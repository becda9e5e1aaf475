//! Direct Postgres backend: runs builder SQL on a sqlx pool.

use super::{Filter, Row, RowStore, SelectQuery};
use crate::error::StoreError;
use crate::sql::{self, QueryBuf, SqlParam};
use crate::table::Table;
use async_trait::async_trait;
use serde_json::Value;
use sqlx::postgres::PgPoolOptions;
use sqlx::PgPool;

#[derive(Clone)]
pub struct PgStore {
    pool: PgPool,
}

impl PgStore {
    pub fn new(pool: PgPool) -> Self {
        PgStore { pool }
    }

    /// Lazily connecting pool; the first query opens the first connection.
    pub fn connect_lazy(database_url: &str, max_connections: u32) -> Result<Self, StoreError> {
        let pool = PgPoolOptions::new()
            .max_connections(max_connections)
            .connect_lazy(database_url)?;
        Ok(PgStore { pool })
    }

    async fn fetch_rows(&self, q: &QueryBuf) -> Result<Vec<Row>, StoreError> {
        tracing::debug!(sql = %q.sql, params = ?q.params, "query");
        let mut query = sqlx::query_scalar::<_, Value>(&q.sql);
        for p in &q.params {
            query = match p {
                SqlParam::Text(s) => query.bind(s.as_str()),
                SqlParam::Json(v) => query.bind(v),
            };
        }
        let values = query.fetch_all(&self.pool).await?;
        values
            .into_iter()
            .map(|v| match v {
                Value::Object(row) => Ok(row),
                other => Err(StoreError::Decode(format!("expected a row object, got {}", other))),
            })
            .collect()
    }
}

#[async_trait]
impl RowStore for PgStore {
    async fn select(&self, query: &SelectQuery) -> Result<Vec<Row>, StoreError> {
        self.fetch_rows(&sql::select(query)).await
    }

    async fn insert(&self, table: Table, row: &Row) -> Result<Row, StoreError> {
        self.fetch_rows(&sql::insert(table, row))
            .await?
            .into_iter()
            .next()
            .ok_or_else(|| StoreError::Decode(format!("insert into {} returned no row", table)))
    }

    async fn update(&self, table: Table, filter: &Filter, patch: &Row) -> Result<Vec<Row>, StoreError> {
        self.fetch_rows(&sql::update(table, filter, patch)).await
    }

    async fn delete(&self, table: Table, filter: &Filter) -> Result<Vec<Row>, StoreError> {
        self.fetch_rows(&sql::delete(table, filter)).await
    }
}
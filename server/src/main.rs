//! supply-desk server.
//!
//! Run from repo root: `cargo run -p supply-desk-server`
//! Configuration comes from the environment or a `.env` file (see `Config::from_env`).

use supply_desk::{app_with_assets, AppState, Config};
use tokio::net::TcpListener;

#[tokio::main]
async fn main() -> Result<(), Box<dyn std::error::Error>> {
    tracing_subscriber::fmt()
        .with_env_filter(
            tracing_subscriber::EnvFilter::try_from_default_env()
                .unwrap_or_else(|_| tracing_subscriber::EnvFilter::new("supply_desk=info,tower_http=info")),
        )
        .init();

    let config = Config::from_env()?;
    let state = AppState::from_config(&config)?;
    let app = app_with_assets(state, &config.static_dir);

    let listener = TcpListener::bind(config.server_addr()).await?;
    tracing::info!("supply-desk listening on {}", listener.local_addr()?);
    axum::serve(listener, app).await?;
    Ok(())
}
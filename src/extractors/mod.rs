pub mod json;

pub use json::ApiJson;
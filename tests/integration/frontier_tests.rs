//! Frontier lifecycle: resuming, stopping and limits

use crate::common::{config, crawler, crawler_with_listener, html_page, state_of};
use crate::common::{RecordingCommitter, RecordingListener};
use ripple_frontier::crawler::{Crawler, Importer, Metadata, PassthroughImporter, RunMode};
use ripple_frontier::state::{Partition, Reference, ReferenceStatus};
use ripple_frontier::storage::{open_store, ReferenceStore};
use std::sync::Arc;
use wiremock::matchers::{method, path};
use wiremock::{Mock, MockServer};

#[tokio::test]
async fn test_resume_skips_processed_references() {
    let server = MockServer::start().await;
    Mock::given(method("GET"))
        .and(path("/"))
        .respond_with(html_page("Home", &["/page1", "/page2"]))
        .expect(1)
        .mount(&server)
        .await;
    Mock::given(method("GET"))
        .and(path("/page1"))
        .respond_with(html_page("Page 1", &[]))
        .expect(1)
        .mount(&server)
        .await;
    Mock::given(method("GET"))
        .and(path("/page2"))
        .respond_with(html_page("Page 2", &[]))
        .expect(0)
        .mount(&server)
        .await;

    let base = server.uri();
    let seed = format!("{}/", base);
    let work_dir = tempfile::tempdir().unwrap();
    let config = config(work_dir.path(), &seed, "", "");

    // Leave behind a run that died with page2 done, the seed in flight and
    // page1 still queued
    {
        let store = open_store(&config.crawler.store_path()).unwrap();
        store.create_run("").unwrap();
        store.queue(&Reference::new(format!("{}/page2", base), 1)).unwrap();
        let mut page2 = store.next_queued().unwrap().unwrap();
        page2.status = Some(ReferenceStatus::Ok);
        store.mark_processed(&page2).unwrap();
        store.queue(&Reference::new(seed.as_str(), 0)).unwrap();
        assert_eq!(store.next_queued().unwrap().unwrap().url, seed);
        store.queue(&Reference::new(format!("{}/page1", base), 1)).unwrap();
    }

    let committer = Arc::new(RecordingCommitter::default());
    let crawler = crawler(config, &committer);
    let summary = crawler.run(RunMode::Auto).await.unwrap();

    assert!(summary.resumed);
    assert_eq!(summary.processed, 2);
    assert_eq!(summary.count(ReferenceStatus::Ok), 3);
    assert_eq!(committer.take_added(), vec![seed, format!("{}/page1", base)]);

    let latest = crawler.store().latest_run().unwrap().unwrap();
    assert_eq!(latest.id, summary.run_id);
}

#[tokio::test]
async fn test_stopped_run_resumes_on_next_start() {
    let server = MockServer::start().await;
    Mock::given(method("GET"))
        .and(path("/"))
        .respond_with(html_page("Home", &[]))
        .expect(1)
        .mount(&server)
        .await;

    let seed = format!("{}/", server.uri());
    let work_dir = tempfile::tempdir().unwrap();
    let committer = Arc::new(RecordingCommitter::default());

    let stopped = crawler(config(work_dir.path(), &seed, "", ""), &committer);
    stopped.stop_handle().stop();
    let summary = stopped.run(RunMode::Auto).await.unwrap();

    assert!(summary.stopped);
    assert_eq!(summary.processed, 0);
    assert_eq!(stopped.store().queue_size().unwrap(), 1);
    // Pending work is still flushed on a stop
    assert_eq!(committer.commit_count(), 1);
    drop(stopped);

    let summary = crawler(config(work_dir.path(), &seed, "", ""), &committer)
        .run(RunMode::Auto)
        .await
        .unwrap();

    assert!(summary.resumed);
    assert!(!summary.stopped);
    assert_eq!(summary.count(ReferenceStatus::Ok), 1);
    assert_eq!(committer.take_added(), vec![seed]);
}

#[tokio::test]
async fn test_fresh_mode_ignores_unfinished_run() {
    let server = MockServer::start().await;
    Mock::given(method("GET"))
        .and(path("/"))
        .respond_with(html_page("Home", &[]))
        .mount(&server)
        .await;

    let seed = format!("{}/", server.uri());
    let work_dir = tempfile::tempdir().unwrap();
    let committer = Arc::new(RecordingCommitter::default());

    let stopped = crawler(config(work_dir.path(), &seed, "", ""), &committer);
    stopped.stop_handle().stop();
    stopped.run(RunMode::Auto).await.unwrap();
    drop(stopped);

    let summary = crawler(config(work_dir.path(), &seed, "", ""), &committer)
        .run(RunMode::Fresh)
        .await
        .unwrap();

    assert!(!summary.resumed);
    assert_eq!(summary.count(ReferenceStatus::Ok), 1);
}

#[tokio::test]
async fn test_max_urls_limits_committed_documents() {
    let server = MockServer::start().await;
    Mock::given(method("GET"))
        .and(path("/"))
        .respond_with(html_page("Home", &["/page1", "/page2"]))
        .mount(&server)
        .await;
    Mock::given(method("GET"))
        .and(path("/page1"))
        .respond_with(html_page("Page 1", &[]))
        .expect(0)
        .mount(&server)
        .await;
    Mock::given(method("GET"))
        .and(path("/page2"))
        .respond_with(html_page("Page 2", &[]))
        .expect(0)
        .mount(&server)
        .await;

    let seed = format!("{}/", server.uri());
    let work_dir = tempfile::tempdir().unwrap();
    let committer = Arc::new(RecordingCommitter::default());
    let mut config = config(work_dir.path(), &seed, "max-urls = 1", "");
    config.crawler.num_threads = 1;

    let crawler = crawler(config, &committer);
    let summary = crawler.run(RunMode::Auto).await.unwrap();

    assert_eq!(summary.count(ReferenceStatus::Ok), 1);
    assert_eq!(crawler.store().queue_size().unwrap(), 2);
    assert_eq!(committer.take_added(), vec![seed]);
}

#[tokio::test]
async fn test_max_depth_rejects_deeper_links() {
    let server = MockServer::start().await;
    Mock::given(method("GET"))
        .and(path("/"))
        .respond_with(html_page("Home", &["/a"]))
        .mount(&server)
        .await;
    Mock::given(method("GET"))
        .and(path("/a"))
        .respond_with(html_page("A", &["/b"]))
        .mount(&server)
        .await;
    Mock::given(method("GET"))
        .and(path("/b"))
        .respond_with(html_page("B", &[]))
        .expect(0)
        .mount(&server)
        .await;

    let base = server.uri();
    let work_dir = tempfile::tempdir().unwrap();
    let committer = Arc::new(RecordingCommitter::default());
    let listener = Arc::new(RecordingListener::default());
    let config = config(work_dir.path(), &format!("{}/", base), "max-depth = 1", "");

    let crawler = crawler_with_listener(config, &committer, &listener);
    let summary = crawler.run(RunMode::Auto).await.unwrap();

    assert_eq!(summary.count(ReferenceStatus::Ok), 2);
    assert_eq!(
        listener.rejected(ReferenceStatus::TooDeep),
        vec![(format!("{}/b", base), "max-depth")]
    );
    // Rejected candidates never reach the store
    assert_eq!(state_of(crawler.store().as_ref(), &format!("{}/b", base)), None);
    assert_eq!(
        state_of(crawler.store().as_ref(), &format!("{}/a", base)),
        Some((Partition::Processed, Some(ReferenceStatus::Ok)))
    );
}

#[tokio::test]
async fn test_events_bracket_the_run() {
    let server = MockServer::start().await;
    Mock::given(method("GET"))
        .and(path("/"))
        .respond_with(html_page("Home", &[]))
        .mount(&server)
        .await;

    let work_dir = tempfile::tempdir().unwrap();
    let committer = Arc::new(RecordingCommitter::default());
    let listener = Arc::new(RecordingListener::default());
    let config = config(work_dir.path(), &format!("{}/", server.uri()), "", "");

    crawler_with_listener(config, &committer, &listener)
        .run(RunMode::Auto)
        .await
        .unwrap();

    let kinds = listener.kinds();
    assert_eq!(kinds.first(), Some(&"crawler-started"));
    assert_eq!(kinds.last(), Some(&"crawler-finished"));
    for expected in [
        "document-queued",
        "document-fetched",
        "document-imported",
        "document-committed-add",
    ] {
        assert!(kinds.contains(&expected), "missing {} in {:?}", expected, kinds);
    }
}

/// Imports like the default importer but panics on `/boom`
struct PanickingImporter;

impl Importer for PanickingImporter {
    fn import_document(
        &self,
        content: &mut Vec<u8>,
        content_type: Option<&str>,
        metadata: &mut Metadata,
        reference: &str,
    ) -> anyhow::Result<bool> {
        if reference.ends_with("/boom") {
            panic!("importer blew up");
        }
        PassthroughImporter.import_document(content, content_type, metadata, reference)
    }
}

#[tokio::test]
async fn test_panicking_importer_marks_the_document_as_error() {
    let server = MockServer::start().await;
    Mock::given(method("GET"))
        .and(path("/"))
        .respond_with(html_page("Home", &["/boom", "/fine"]))
        .mount(&server)
        .await;
    Mock::given(method("GET"))
        .and(path("/boom"))
        .respond_with(html_page("Boom", &[]))
        .mount(&server)
        .await;
    Mock::given(method("GET"))
        .and(path("/fine"))
        .respond_with(html_page("Fine", &[]))
        .mount(&server)
        .await;

    let base = server.uri();
    let work_dir = tempfile::tempdir().unwrap();
    let committer = Arc::new(RecordingCommitter::default());
    let listener = Arc::new(RecordingListener::default());
    let crawler = Crawler::builder(config(work_dir.path(), &format!("{}/", base), "", ""))
        .committer(committer.clone())
        .listener(listener.clone())
        .importer(Arc::new(PanickingImporter))
        .build()
        .unwrap();

    let summary = crawler.run(RunMode::Auto).await.expect("a panic should not fail the run");

    assert_eq!(summary.processed, 3);
    assert_eq!(summary.count(ReferenceStatus::Ok), 2);
    assert_eq!(summary.count(ReferenceStatus::Error), 1);
    assert!(listener.kinds().contains(&"error"));
    assert_eq!(
        committer.take_added(),
        vec![format!("{}/", base), format!("{}/fine", base)]
    );
    assert_eq!(
        state_of(crawler.store().as_ref(), &format!("{}/boom", base)),
        Some((Partition::Processed, Some(ReferenceStatus::Error)))
    );
    assert!(!crawler.store().has_active_work().unwrap());
}
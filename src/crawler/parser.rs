//! HTML parser for extracting links and metadata
//!
//! This module handles parsing HTML content to extract:
//! - Links to follow (anchors, canonical links, frames)
//! - Page title

use crate::crawler::document::CrawlDocument;
use scraper::{Html, Selector};
use std::collections::HashSet;
use url::Url;

/// Extracts outbound links from a fetched document
pub trait LinkExtractor: Send + Sync {
    /// Returns absolute URLs, without duplicates, in document order
    fn extract_links(&self, document: &CrawlDocument) -> Vec<String>;
}

/// Link extractor for HTML documents; other content types yield nothing
#[derive(Debug, Clone, Default)]
pub struct HtmlLinkExtractor;

impl LinkExtractor for HtmlLinkExtractor {
    fn extract_links(&self, document: &CrawlDocument) -> Vec<String> {
        if !document.is_html() {
            return Vec::new();
        }
        let Ok(base_url) = Url::parse(document.url()) else {
            return Vec::new();
        };
        parse_html(&document.text(), &base_url).links
    }
}

/// Extracted information from an HTML page
#[derive(Debug, Clone)]
pub struct ParsedPage {
    /// The page title (from <title> tag)
    pub title: Option<String>,

    /// All links found on the page (absolute URLs)
    pub links: Vec<String>,
}

/// Parses HTML content and extracts links and the title
///
/// # Link Extraction Rules
///
/// **Include:**
/// - `<a href="...">`
/// - `<link rel="canonical" href="...">`
/// - `<frame src="...">` and `<iframe src="...">`
///
/// **Exclude:**
/// - `<a href="..." download>`
/// - `javascript:`, `mailto:`, `tel:` links
/// - Data URIs and fragment-only links
///
/// Relative links resolve against `<base href>` when present, else `base_url`.
///
/// # Example
///
/// ```
/// use ripple_frontier::crawler::parse_html;
/// use url::Url;
///
/// let html = r#"<html><head><title>Test</title></head><body><a href="/page">Link</a></body></html>"#;
/// let base_url = Url::parse("https://example.com/").unwrap();
/// let parsed = parse_html(html, &base_url);
/// assert_eq!(parsed.title, Some("Test".to_string()));
/// assert_eq!(parsed.links, vec!["https://example.com/page".to_string()]);
/// ```
pub fn parse_html(html: &str, base_url: &Url) -> ParsedPage {
    let document = Html::parse_document(html);

    let base = extract_base(&document, base_url).unwrap_or_else(|| base_url.clone());

    ParsedPage {
        title: extract_title(&document),
        links: extract_links(&document, &base),
    }
}

/// Extracts the page title from the HTML document
fn extract_title(document: &Html) -> Option<String> {
    let title_selector = Selector::parse("title").ok()?;

    document
        .select(&title_selector)
        .next()
        .map(|element| element.text().collect::<String>().trim().to_string())
        .filter(|s| !s.is_empty())
}

/// Reads `<base href>`, resolved against the document URL
fn extract_base(document: &Html, base_url: &Url) -> Option<Url> {
    let selector = Selector::parse("base[href]").ok()?;
    let href = document.select(&selector).next()?.value().attr("href")?;
    base_url.join(href.trim()).ok()
}

/// Extracts all valid links from the HTML document
fn extract_links(document: &Html, base_url: &Url) -> Vec<String> {
    let mut seen = HashSet::new();
    let mut links = Vec::new();

    let sources = [
        ("a[href]", "href"),
        ("link[rel='canonical'][href]", "href"),
        ("frame[src]", "src"),
        ("iframe[src]", "src"),
    ];

    for (selector, attribute) in sources {
        let Ok(selector) = Selector::parse(selector) else {
            continue;
        };
        for element in document.select(&selector) {
            if element.value().name() == "a" && element.value().attr("download").is_some() {
                continue;
            }

            if let Some(absolute_url) = element
                .value()
                .attr(attribute)
                .and_then(|href| resolve_link(href, base_url))
            {
                if seen.insert(absolute_url.clone()) {
                    links.push(absolute_url);
                }
            }
        }
    }

    links
}

/// Resolves a link href to an absolute URL and validates it
///
/// Returns None if the link should be excluded:
/// - javascript:, mailto:, tel: schemes
/// - data: URIs
/// - fragment-only links
/// - Invalid URLs
/// - Non-HTTP(S) URLs after resolution
fn resolve_link(href: &str, base_url: &Url) -> Option<String> {
    let href = href.trim();

    if href.is_empty() || href.starts_with('#') {
        return None;
    }

    let lower = href.to_ascii_lowercase();
    if ["javascript:", "mailto:", "tel:", "data:"]
        .iter()
        .any(|scheme| lower.starts_with(scheme))
    {
        return None;
    }

    let absolute_url = base_url.join(href).ok()?;
    match absolute_url.scheme() {
        "http" | "https" => Some(absolute_url.to_string()),
        _ => None,
    }
}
__________________________________________________
REQUIREMENT: Taking the line with "self.fetch_rows(&sql::update(table, filter, patch)).await" as the first and the line with "let config = Config::from_env()?;" as the last, retype that stretch of the data above exactly, with no other lines.

RESPONSE TO THE EXERCISE:
        self.fetch_rows(&sql::update(table, filter, patch)).await
    }

    async fn delete(&self, table: Table, filter: &Filter) -> Result<Vec<Row>, StoreError> {
        self.fetch_rows(&sql::delete(table, filter)).await
    }
}
filename server/src/main.rs
//! supply-desk server.
//!
//! Run from repo root: `cargo run -p supply-desk-server`
//! Configuration comes from the environment or a `.env` file (see `Config::from_env`).

use supply_desk::{app_with_assets, AppState, Config};
use tokio::net::TcpListener;

#[tokio::main]
async fn main() -> Result<(), Box<dyn std::error::Error>> {
    tracing_subscriber::fmt()
        .with_env_filter(
            tracing_subscriber::EnvFilter::try_from_default_env()
                .unwrap_or_else(|_| tracing_subscriber::EnvFilter::new("supply_desk=info,tower_http=info")),
        )
        .init();

    let config = Config::from_env()?;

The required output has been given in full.